**Task description**
Exactly the lines from the beginning of the material to the line with "pub enum LifecyclePolicy" are to be repeated, both ends included.

=== Provided records ===

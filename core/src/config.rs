use serde::{Deserialize, Serialize};

/// Default per-minute call rate, in the ledger's (unspecified) currency.
pub const DEFAULT_PER_MINUTE_RATE: f64 = 5.0;

/// Key that always authenticates as fraud.
pub const DEFAULT_SENTINEL_KEY: &str = "rs8";

/// Whether call-lifecycle handlers check the current call state.
#[derive(Debug, Clone, Copy, Default, PartialEq, Eq, Serialize, Deserialize)]
#[serde(rename_all = "snake_case")]
pub enum LifecyclePolicy {
    #[default]
    Permissive,
    Strict,
}

#[derive(Debug, Clone, Serialize, Deserialize)]
#[serde(default)]
pub struct LedgerConfig {
    /// Charge per call minute applied at pay time.
    pub per_minute_rate: f64,
    /// Always-fraud test key; also seeded into the fraud registry.
    pub sentinel_key: String,
    pub lifecycle: LifecyclePolicy,
}

impl Default for LedgerConfig {
    fn default() -> Self {
        Self {
            per_minute_rate: DEFAULT_PER_MINUTE_RATE,
            sentinel_key: DEFAULT_SENTINEL_KEY.to_string(),
            lifecycle: LifecyclePolicy::Permissive,
        }
    }
}

impl LedgerConfig {
    /// Load from a JSON file. Missing fields fall back to defaults.
    pub fn load(path: &str) -> anyhow::Result<Self> {
        let content = std::fs::read_to_string(path)
            .map_err(|e| anyhow::anyhow!("Cannot read {path}: {e}"))?;
        let config: Self = serde_json::from_str(&content)
            .map_err(|e| anyhow::anyhow!("Cannot parse {path}: {e}"))?;
        if !config.per_minute_rate.is_finite() || config.per_minute_rate < 0.0 {
            anyhow::bail!("{path}: per_minute_rate must be a non-negative number");
        }
        Ok(config)
    }

    /// Strict lifecycle, default rates. Used by unit tests.
    pub fn default_test() -> Self {
        Self {
            lifecycle: LifecyclePolicy::Strict,
            ..Self::default()
        }
    }
}
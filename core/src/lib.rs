//! Roaming subscriber ledger.
//!
//! One record per subscriber, evolved by discovery, authentication (with
//! fraud screening), rate assignment and call events. Each event is a
//! read-modify-write through a `RecordStore`.

pub mod clock;
pub mod command;
pub mod config;
pub mod engine;
pub mod error;
pub mod event;
pub mod fraud;
pub mod lifecycle;
pub mod record;
pub mod seed;
pub mod store;
pub mod traffic;
pub mod types;

pub use command::{Invocation, LedgerCommand};
pub use config::{LedgerConfig, LifecyclePolicy};
pub use engine::{Outcome, RoamingEngine};
pub use error::{LedgerError, LedgerResult};
pub use fraud::FraudRegistry;
pub use record::SubscriberRecord;
pub use store::{MemoryLedger, RecordStore, SqliteLedger};
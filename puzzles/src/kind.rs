//! Names the four reference puzzles so callers outside this crate (the demo
//! binary, integration tests) can select one and its parameters uniformly
//! without matching on string literals themselves.
//!
//! This is a selector, not a [`puzzle::Puzzle`] impl: the four puzzles have
//! unrelated `State`/`Move` associated types, so unifying them behind one
//! dynamic type would mean boxing, which the solver crate deliberately
//! avoids. `PuzzleKind` only decides *which* concrete constructor to call.

use std::str::FromStr;

use crate::error::PuzzleConfigError;

#[derive(Debug, Clone, Copy, PartialEq, Eq)]
pub enum PuzzleKind {
    Hanoi,
    LightsOut,
    Ternary,
    MummyMaze,
}

impl PuzzleKind {
    pub const ALL: [PuzzleKind; 4] = [
        PuzzleKind::Hanoi,
        PuzzleKind::LightsOut,
        PuzzleKind::Ternary,
        PuzzleKind::MummyMaze,
    ];

    pub fn name(self) -> &'static str {
        match self {
            PuzzleKind::Hanoi => "hanoi",
            PuzzleKind::LightsOut => "lightsout",
            PuzzleKind::Ternary => "ternary",
            PuzzleKind::MummyMaze => "mmz",
        }
    }
}

impl FromStr for PuzzleKind {
    type Err = PuzzleConfigError;

    fn from_str(s: &str) -> Result<Self, Self::Err> {
        PuzzleKind::ALL
            .into_iter()
            .find(|kind| kind.name() == s)
            .ok_or_else(|| PuzzleConfigError::UnknownKind(s.to_string()))
    }
}

#[cfg(test)]
mod tests {
    use super::*;

    #[test]
    fn round_trips_every_name() {
        for kind in PuzzleKind::ALL {
            assert_eq!(kind.name().parse::<PuzzleKind>().unwrap(), kind);
        }
    }

    #[test]
    fn rejects_unknown_name() {
        let err = "chess".parse::<PuzzleKind>().unwrap_err();
        assert!(matches!(err, PuzzleConfigError::UnknownKind(name) if name == "chess"));
    }
}
use std::collections::{HashMap, HashSet, VecDeque};
use std::io::{self, Write};
use std::sync::Mutex;

use log::{debug, info};

use crate::path::{write_end, write_no_solution, write_step};
use crate::{Position, Puzzle, RMT_INFINITY};

/// Computes remoteness (distance to the nearest primitive) by forward BFS
/// from the initial state followed by a parallel multi-source backward BFS
/// from every primitive, one worker thread per primitive sharing a
/// mutex-protected distance map.
///
/// Use this solver when [`Puzzle::hash_size`] is `0`; for puzzles with a
/// bounded, dense hash space, [`crate::ArraySolver`] is faster and more
/// compact.
pub struct GraphSolver<P: Puzzle> {
    puzzle: P,
    solved: bool,
    /// `hash -> rmt`, `RMT_INFINITY` meaning "no primitive reachable".
    /// Absence of a key means the state was never reached by Phase A.
    distances: HashMap<u64, i64>,
}

impl<P> GraphSolver<P>
where
    P: Puzzle,
{
    pub fn new(puzzle: P) -> Self {
        GraphSolver {
            puzzle,
            solved: false,
            distances: HashMap::new(),
        }
    }

    /// Runs the two-phase analysis (idempotent) and returns the remoteness
    /// of the initial position.
    pub fn solve(&mut self) -> i64 {
        if !self.solved {
            info!("graph solver: starting solve()");
            let (primitives, reverse_graph) = self.phase_a_forward_discovery();
            debug!(
                "graph solver: phase A found {} reachable states, {} primitives",
                self.distances.len(),
                primitives.len()
            );
            Self::phase_b_backward_bfs(&mut self.distances, &reverse_graph, &primitives);
            self.solved = true;
            info!("graph solver: solve() complete");
        }
        let initial_hash = self.puzzle.initial_state().fingerprint();
        *self
            .distances
            .get(&initial_hash)
            .expect("initial state is always inserted during phase A")
    }

    /// Phase A: forward BFS from the initial state. Builds the reverse
    /// adjacency map (child hash -> parent hashes) and seeds `self.distances`
    /// with `RMT_INFINITY` for every reachable state, recording which are
    /// primitive.
    fn phase_a_forward_discovery(&mut self) -> (Vec<u64>, HashMap<u64, Vec<u64>>) {
        let mut closed: HashSet<u64> = HashSet::new();
        let mut frontier: VecDeque<P::State> = VecDeque::new();
        let mut reverse_graph: HashMap<u64, Vec<u64>> = HashMap::new();
        let mut primitives = Vec::new();

        let initial = self.puzzle.initial_state();
        let initial_hash = initial.fingerprint();
        // Pre-seed the root so backward BFS finds it even with no parents.
        reverse_graph.entry(initial_hash).or_default();
        frontier.push_back(initial);

        while let Some(state) = frontier.pop_front() {
            let hash = state.fingerprint();
            if closed.contains(&hash) {
                continue;
            }
            closed.insert(hash);
            self.distances.insert(hash, RMT_INFINITY);

            if self.puzzle.is_primitive(&state) {
                primitives.push(hash);
            } else {
                for mv in self.puzzle.moves(&state) {
                    let next = self
                        .puzzle
                        .do_move(&state, &mv)
                        .expect("moves() only yields legal moves");
                    let next_hash = next.fingerprint();
                    reverse_graph.entry(next_hash).or_default().push(hash);
                    if !closed.contains(&next_hash) {
                        frontier.push_back(next);
                    }
                }
            }
        }
        (primitives, reverse_graph)
    }

    /// Phase B: one independent level-synchronised backward BFS per
    /// primitive, run concurrently. Each worker has a thread-local frontier
    /// and closed set; only the final `min` write into the shared
    /// `distances` map is synchronised.
    fn phase_b_backward_bfs(
        distances: &mut HashMap<u64, i64>,
        reverse_graph: &HashMap<u64, Vec<u64>>,
        primitives: &[u64],
    ) {
        let distances_mutex = Mutex::new(std::mem::take(distances));
        std::thread::scope(|scope| {
            for &primitive in primitives {
                let distances_mutex = &distances_mutex;
                scope.spawn(move || {
                    Self::relax_from_one_source(distances_mutex, reverse_graph, primitive);
                });
            }
        });
        *distances = distances_mutex.into_inner().expect("mutex never poisoned");
    }

    fn relax_from_one_source(
        distances: &Mutex<HashMap<u64, i64>>,
        reverse_graph: &HashMap<u64, Vec<u64>>,
        primitive: u64,
    ) {
        let mut closed: HashSet<u64> = HashSet::new();
        let mut frontier: VecDeque<u64> = VecDeque::new();
        frontier.push_back(primitive);
        let mut depth: i64 = 0;
        let mut remaining_in_level: usize = 1;
        let mut count_next_level: usize = 0;

        while let Some(hash) = frontier.pop_front() {
            if !closed.contains(&hash) {
                closed.insert(hash);
                {
                    let mut map = distances.lock().expect("mutex never poisoned");
                    if let Some(rmt) = map.get_mut(&hash) {
                        if depth < *rmt {
                            *rmt = depth;
                        }
                    }
                }
                if let Some(parents) = reverse_graph.get(&hash) {
                    for &parent in parents {
                        frontier.push_back(parent);
                        count_next_level += 1;
                    }
                }
            }
            remaining_in_level -= 1;
            if remaining_in_level == 0 {
                remaining_in_level = count_next_level;
                count_next_level = 0;
                depth += 1;
            }
        }
    }

    /// Writes a shortest-move trace from `state` to a primitive, or
    /// `[NO SOLUTION]` if `state` is unreachable or cannot reach one.
    pub fn shortest_path_from(&mut self, state: P::State, sink: &mut impl Write) -> io::Result<()> {
        self.solve();
        let mut rmt = match self.distances.get(&state.fingerprint()) {
            Some(&r) if r != RMT_INFINITY => r,
            _ => return write_no_solution(sink),
        };

        let mut current = state;
        while rmt > 0 {
            let moves = self.puzzle.moves(&current);
            let mut advanced = false;
            for mv in &moves {
                let next = self
                    .puzzle
                    .do_move(&current, mv)
                    .expect("moves() only yields legal moves");
                let next_rmt = *self
                    .distances
                    .get(&next.fingerprint())
                    .expect("every successor of a reached state is reached");
                if next_rmt == rmt - 1 {
                    write_step(sink, rmt, mv)?;
                    current = next;
                    rmt -= 1;
                    advanced = true;
                    break;
                }
            }
            if !advanced {
                panic!(
                    "reconstruction invariant violated at state {:#x} with rmt {rmt}: \
                     no descending move found",
                    current.fingerprint()
                );
            }
        }
        write_end(sink)
    }

    /// Enumerates every `(hash, rmt)` pair computed so far, for inspection.
    pub fn print_info(&mut self, sink: &mut impl Write) -> io::Result<()> {
        self.solve();
        let mut entries: Vec<(&u64, &i64)> = self.distances.iter().collect();
        entries.sort_unstable_by_key(|(hash, _)| **hash);
        for (hash, rmt) in entries {
            if *rmt == RMT_INFINITY {
                writeln!(sink, "{hash:#x}: inf")?;
            } else {
                writeln!(sink, "{hash:#x}: {rmt}")?;
            }
        }
        Ok(())
    }
}

#[cfg(test)]
mod tests {
    use super::*;
    use crate::test_puzzles::{ChainMove, ChainPuzzle, CycleMove, CyclePuzzle};

    #[test]
    fn chain_puzzle_remoteness_matches_hand_count() {
        let mut solver = GraphSolver::new(ChainPuzzle::new(5));
        assert_eq!(solver.solve(), 5);
        assert_eq!(solver.solve(), 5, "solve() must be idempotent");
    }

    #[test]
    fn chain_puzzle_reconstructs_exact_length_path() {
        let puzzle = ChainPuzzle::new(5);
        let mut solver = GraphSolver::new(puzzle.clone());
        let mut out = Vec::new();
        solver
            .shortest_path_from(puzzle.initial_state(), &mut out)
            .unwrap();
        let text = String::from_utf8(out).unwrap();
        assert_eq!(text.matches("[rmt").count(), 5);
        assert!(text.ends_with("[END]\n"));
    }

    #[test]
    fn self_loop_does_not_break_relaxation() {
        // A WAIT-style self-loop move must not affect the minimum distance.
        let mut solver = GraphSolver::new(CyclePuzzle::new(4));
        assert_eq!(solver.solve(), 4);
    }

    #[test]
    fn unreachable_from_any_primitive_reports_no_solution() {
        let puzzle = CyclePuzzle::dead_end();
        let mut solver = GraphSolver::new(puzzle.clone());
        let mut out = Vec::new();
        solver
            .shortest_path_from(puzzle.initial_state(), &mut out)
            .unwrap();
        assert_eq!(String::from_utf8(out).unwrap(), "[NO SOLUTION]\n");
    }

    #[test]
    fn two_primitives_take_the_minimum() {
        // Graph: 0 -> 1 -> 2(primitive), 0 -> 3(primitive). rmt(0) = 1.
        let mut solver = GraphSolver::new(CyclePuzzle::two_primitives());
        assert_eq!(solver.solve(), 1);
    }

    // Exercises CycleMove's Debug/Clone derive paths via the puzzle's
    // move enumeration, matching the trait bound surface `Puzzle::Move`.
    #[test]
    fn chain_move_describes_itself() {
        let mv = ChainMove(3);
        assert_eq!(crate::Move::describe(&mv), "advance to 3");
    }

    #[test]
    fn cycle_move_describes_itself() {
        let mv = CycleMove::Wait;
        assert_eq!(crate::Move::describe(&mv), "wait");
    }
}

===

**Result of the task**
filename core/src/config.rs
use serde::{Deserialize, Serialize};

/// Default per-minute call rate, in the ledger's (unspecified) currency.
pub const DEFAULT_PER_MINUTE_RATE: f64 = 5.0;

/// Key that always authenticates as fraud.
pub const DEFAULT_SENTINEL_KEY: &str = "rs8";

/// Whether call-lifecycle handlers check the current call state.
#[derive(Debug, Clone, Copy, Default, PartialEq, Eq, Serialize, Deserialize)]
#[serde(rename_all = "snake_case")]
pub enum LifecyclePolicy {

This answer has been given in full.